Pendahuluan
Dalam bukti perkembangan ilmu pengetahuan, bagai sendok yang selalu bergandengan dengan garpu, konon filsafat juga selalu mempunyai andil dalam memberikan pondasi-pondasi teori pengetahuan, sehingga dikatakan filsafat menjadi topangan suatu pengetahuan tersebut untuk berpijak. Seperti contoh tentang pemahaman tentang diri manusia yang berderivasi ke dalam ilmu-ilmu yang bersifat psikis dan realitas alam sekitar yang terderivasi ke dalam ilmu-ilmu yang bersifat scientist. Kesemuanya mulanya lahir dari teori-teori filsafat. Begitu banyaknya pengaruh filsafat, sampai-sampai segala macam ilmu dapat dipahami dan diurai melalui pembahasan filsafat.
Pengaruh filsafat yang kian jelas dalam ilmu pengetahuan ini tentunya tidak akan akan terjadi jika perkembangan filsafat untuk meluas ke seluruh dunia terhambat atau bahkan tidak berkembang sama sekali.

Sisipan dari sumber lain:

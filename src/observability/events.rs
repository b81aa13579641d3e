//! Observable form events
//!
//! Events are explicit and typed; the logger only ever sees their names.

use std::fmt;

use super::logger::Severity;

/// Events emitted while a form is edited and submitted
#[derive(Debug, Clone, Copy, PartialEq, Eq)]
pub enum Event {
    /// Configuration file read and validated
    ConfigLoaded,
    /// A draft field was overwritten
    FieldUpdated,
    /// Submit attempted with an invalid draft
    ValidationFailed,
    /// Record handed to the host and persisted
    Submitted,
    /// Host callback or persistence sink failed
    SubmissionFailed,
    /// A user-facing notice was raised
    Notice,
}

impl Event {
    pub fn as_str(&self) -> &'static str {
        match self {
            Event::ConfigLoaded => "CONFIG_LOADED",
            Event::FieldUpdated => "FORM_FIELD_UPDATED",
            Event::ValidationFailed => "FORM_VALIDATION_FAILED",
            Event::Submitted => "FORM_SUBMITTED",
            Event::SubmissionFailed => "FORM_SUBMISSION_FAILED",
            Event::Notice => "NOTICE",
        }
    }

    /// Default severity for the event
    pub fn severity(&self) -> Severity {
        match self {
            Event::FieldUpdated => Severity::Trace,
            Event::ConfigLoaded | Event::Submitted | Event::Notice => Severity::Info,
            Event::ValidationFailed => Severity::Warn,
            Event::SubmissionFailed => Severity::Error,
        }
    }
}

impl fmt::Display for Event {
    fn fmt(&self, f: &mut fmt::Formatter<'_>) -> fmt::Result {
        write!(f, "{}", self.as_str())
    }
}

#[cfg(test)]
mod tests {
    use super::*;

    #[test]
    fn test_event_names() {
        assert_eq!(Event::FieldUpdated.as_str(), "FORM_FIELD_UPDATED");
        assert_eq!(Event::SubmissionFailed.as_str(), "FORM_SUBMISSION_FAILED");
    }

    #[test]
    fn test_failures_are_not_info() {
        assert_eq!(Event::ValidationFailed.severity(), Severity::Warn);
        assert_eq!(Event::SubmissionFailed.severity(), Severity::Error);
    }
}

Filsafat yang pada awalnya lahir di dalam atmosfer kehidupan masyarakat Yunani yang dikembangkan oleh filosof Yunani kuno seperti Socrates, Plato dan muridnya Aristoteles menjadi momok yang sangat jelas bagi masyarakat di sekitarnya seperti kaum sofis dan lainnya dan pada akhirnya ajaran filsafat menang dan berkembang pesat di Yunani.